=== Section Start ===

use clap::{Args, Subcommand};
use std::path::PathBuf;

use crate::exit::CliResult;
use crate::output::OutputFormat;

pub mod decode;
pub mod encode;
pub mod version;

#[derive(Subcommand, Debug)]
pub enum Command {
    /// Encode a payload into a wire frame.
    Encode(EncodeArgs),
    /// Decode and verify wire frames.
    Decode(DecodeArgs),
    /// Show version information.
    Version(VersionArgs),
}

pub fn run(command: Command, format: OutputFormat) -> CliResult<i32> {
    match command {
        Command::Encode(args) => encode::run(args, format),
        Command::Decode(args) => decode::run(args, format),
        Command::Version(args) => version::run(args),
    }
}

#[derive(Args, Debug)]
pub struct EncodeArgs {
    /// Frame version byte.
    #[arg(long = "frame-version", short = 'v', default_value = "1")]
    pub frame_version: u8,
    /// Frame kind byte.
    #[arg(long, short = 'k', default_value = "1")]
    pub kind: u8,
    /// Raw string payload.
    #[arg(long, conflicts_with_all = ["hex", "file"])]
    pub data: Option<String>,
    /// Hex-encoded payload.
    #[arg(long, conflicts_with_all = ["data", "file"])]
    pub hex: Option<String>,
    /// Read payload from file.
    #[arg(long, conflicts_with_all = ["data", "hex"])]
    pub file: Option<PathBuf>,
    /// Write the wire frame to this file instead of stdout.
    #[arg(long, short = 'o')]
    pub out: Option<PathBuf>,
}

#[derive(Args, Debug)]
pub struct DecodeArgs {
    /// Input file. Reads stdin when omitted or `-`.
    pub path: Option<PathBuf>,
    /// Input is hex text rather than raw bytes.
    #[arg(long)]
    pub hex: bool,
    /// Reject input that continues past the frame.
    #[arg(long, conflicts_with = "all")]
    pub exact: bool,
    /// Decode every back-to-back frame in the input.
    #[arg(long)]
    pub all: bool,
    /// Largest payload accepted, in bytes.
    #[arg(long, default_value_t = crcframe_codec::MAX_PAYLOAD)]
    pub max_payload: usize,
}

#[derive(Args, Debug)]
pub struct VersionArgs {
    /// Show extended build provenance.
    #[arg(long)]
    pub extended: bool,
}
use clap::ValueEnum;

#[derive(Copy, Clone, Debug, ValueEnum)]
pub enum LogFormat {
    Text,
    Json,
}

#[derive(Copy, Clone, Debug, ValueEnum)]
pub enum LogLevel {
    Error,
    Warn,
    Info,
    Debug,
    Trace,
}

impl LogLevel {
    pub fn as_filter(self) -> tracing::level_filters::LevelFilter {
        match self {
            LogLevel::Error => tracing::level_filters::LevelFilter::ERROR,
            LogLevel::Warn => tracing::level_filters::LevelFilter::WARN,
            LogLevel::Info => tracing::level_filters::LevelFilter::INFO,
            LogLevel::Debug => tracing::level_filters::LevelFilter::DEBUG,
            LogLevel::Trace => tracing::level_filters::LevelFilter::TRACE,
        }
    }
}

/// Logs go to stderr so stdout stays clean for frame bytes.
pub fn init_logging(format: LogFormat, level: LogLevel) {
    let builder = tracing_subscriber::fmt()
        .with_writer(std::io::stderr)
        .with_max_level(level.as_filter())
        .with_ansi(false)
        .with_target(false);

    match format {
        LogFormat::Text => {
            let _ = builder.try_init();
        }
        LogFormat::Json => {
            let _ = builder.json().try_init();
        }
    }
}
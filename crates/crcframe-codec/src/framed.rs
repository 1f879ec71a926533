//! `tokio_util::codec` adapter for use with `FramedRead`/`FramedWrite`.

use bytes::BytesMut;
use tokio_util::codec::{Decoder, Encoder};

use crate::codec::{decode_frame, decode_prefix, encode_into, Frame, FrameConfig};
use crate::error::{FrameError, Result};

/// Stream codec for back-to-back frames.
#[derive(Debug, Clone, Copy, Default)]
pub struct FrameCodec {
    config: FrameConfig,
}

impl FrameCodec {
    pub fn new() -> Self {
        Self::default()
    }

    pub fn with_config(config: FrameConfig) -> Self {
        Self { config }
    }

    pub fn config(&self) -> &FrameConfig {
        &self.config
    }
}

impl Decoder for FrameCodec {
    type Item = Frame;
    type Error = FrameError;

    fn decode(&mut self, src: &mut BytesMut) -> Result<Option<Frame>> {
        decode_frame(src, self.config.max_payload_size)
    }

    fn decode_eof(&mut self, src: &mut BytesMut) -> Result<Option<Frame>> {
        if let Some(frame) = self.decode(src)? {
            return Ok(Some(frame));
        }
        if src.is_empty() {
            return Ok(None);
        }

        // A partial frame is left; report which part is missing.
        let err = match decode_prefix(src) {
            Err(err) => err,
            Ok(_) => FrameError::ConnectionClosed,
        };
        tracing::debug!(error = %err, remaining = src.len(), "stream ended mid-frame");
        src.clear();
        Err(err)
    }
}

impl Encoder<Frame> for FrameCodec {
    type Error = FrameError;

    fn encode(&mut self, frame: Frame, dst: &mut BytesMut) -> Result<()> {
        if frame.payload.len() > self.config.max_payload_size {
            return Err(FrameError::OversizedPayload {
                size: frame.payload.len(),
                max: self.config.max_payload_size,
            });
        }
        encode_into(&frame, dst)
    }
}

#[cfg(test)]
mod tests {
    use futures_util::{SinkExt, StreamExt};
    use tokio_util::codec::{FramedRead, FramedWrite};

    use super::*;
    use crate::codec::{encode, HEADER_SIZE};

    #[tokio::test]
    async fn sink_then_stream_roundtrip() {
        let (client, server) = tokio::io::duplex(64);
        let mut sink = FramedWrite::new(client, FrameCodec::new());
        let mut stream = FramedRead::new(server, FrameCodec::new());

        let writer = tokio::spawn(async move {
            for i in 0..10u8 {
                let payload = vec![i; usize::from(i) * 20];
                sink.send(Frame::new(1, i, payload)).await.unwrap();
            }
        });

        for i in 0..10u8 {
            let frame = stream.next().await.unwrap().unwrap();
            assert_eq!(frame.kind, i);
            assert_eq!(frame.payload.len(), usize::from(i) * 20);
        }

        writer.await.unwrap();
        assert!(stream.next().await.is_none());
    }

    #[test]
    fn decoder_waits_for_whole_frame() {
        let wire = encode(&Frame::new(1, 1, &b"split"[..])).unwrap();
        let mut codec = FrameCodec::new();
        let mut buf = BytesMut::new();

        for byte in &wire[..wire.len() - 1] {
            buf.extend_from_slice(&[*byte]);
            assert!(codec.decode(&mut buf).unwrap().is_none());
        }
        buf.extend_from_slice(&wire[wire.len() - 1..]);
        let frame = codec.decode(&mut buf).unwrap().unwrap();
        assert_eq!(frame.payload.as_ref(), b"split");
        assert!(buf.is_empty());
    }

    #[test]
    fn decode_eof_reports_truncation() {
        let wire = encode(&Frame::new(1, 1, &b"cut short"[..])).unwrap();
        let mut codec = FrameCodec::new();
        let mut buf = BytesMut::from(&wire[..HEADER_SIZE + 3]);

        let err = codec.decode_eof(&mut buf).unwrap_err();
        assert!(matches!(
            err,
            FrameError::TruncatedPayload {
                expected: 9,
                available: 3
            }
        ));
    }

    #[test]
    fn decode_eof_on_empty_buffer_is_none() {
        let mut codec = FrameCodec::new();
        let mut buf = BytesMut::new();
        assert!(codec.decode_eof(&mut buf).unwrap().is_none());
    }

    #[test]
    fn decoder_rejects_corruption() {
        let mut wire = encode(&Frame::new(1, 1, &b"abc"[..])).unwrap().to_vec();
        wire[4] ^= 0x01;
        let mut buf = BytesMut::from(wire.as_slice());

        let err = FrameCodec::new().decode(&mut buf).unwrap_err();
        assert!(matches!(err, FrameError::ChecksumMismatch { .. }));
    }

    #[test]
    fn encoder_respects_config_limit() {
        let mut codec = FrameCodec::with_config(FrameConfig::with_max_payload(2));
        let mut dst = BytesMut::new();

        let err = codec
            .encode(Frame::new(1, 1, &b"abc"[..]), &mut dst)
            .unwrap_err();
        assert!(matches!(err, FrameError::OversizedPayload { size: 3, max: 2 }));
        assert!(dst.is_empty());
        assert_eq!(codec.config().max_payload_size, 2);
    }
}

=== Section End ===

**WHAT THE EXERCISE ASKS:** Using the data above, copy each line that contains "FrameCodec".

**YOUR RESPONSE:**
pub struct FrameCodec {
impl FrameCodec {
impl Decoder for FrameCodec {
impl Encoder<Frame> for FrameCodec {
        let mut sink = FramedWrite::new(client, FrameCodec::new());
        let mut stream = FramedRead::new(server, FrameCodec::new());
        let mut codec = FrameCodec::new();
        let mut codec = FrameCodec::new();
        let mut codec = FrameCodec::new();
        let err = FrameCodec::new().decode(&mut buf).unwrap_err();
        let mut codec = FrameCodec::with_config(FrameConfig::with_max_payload(2));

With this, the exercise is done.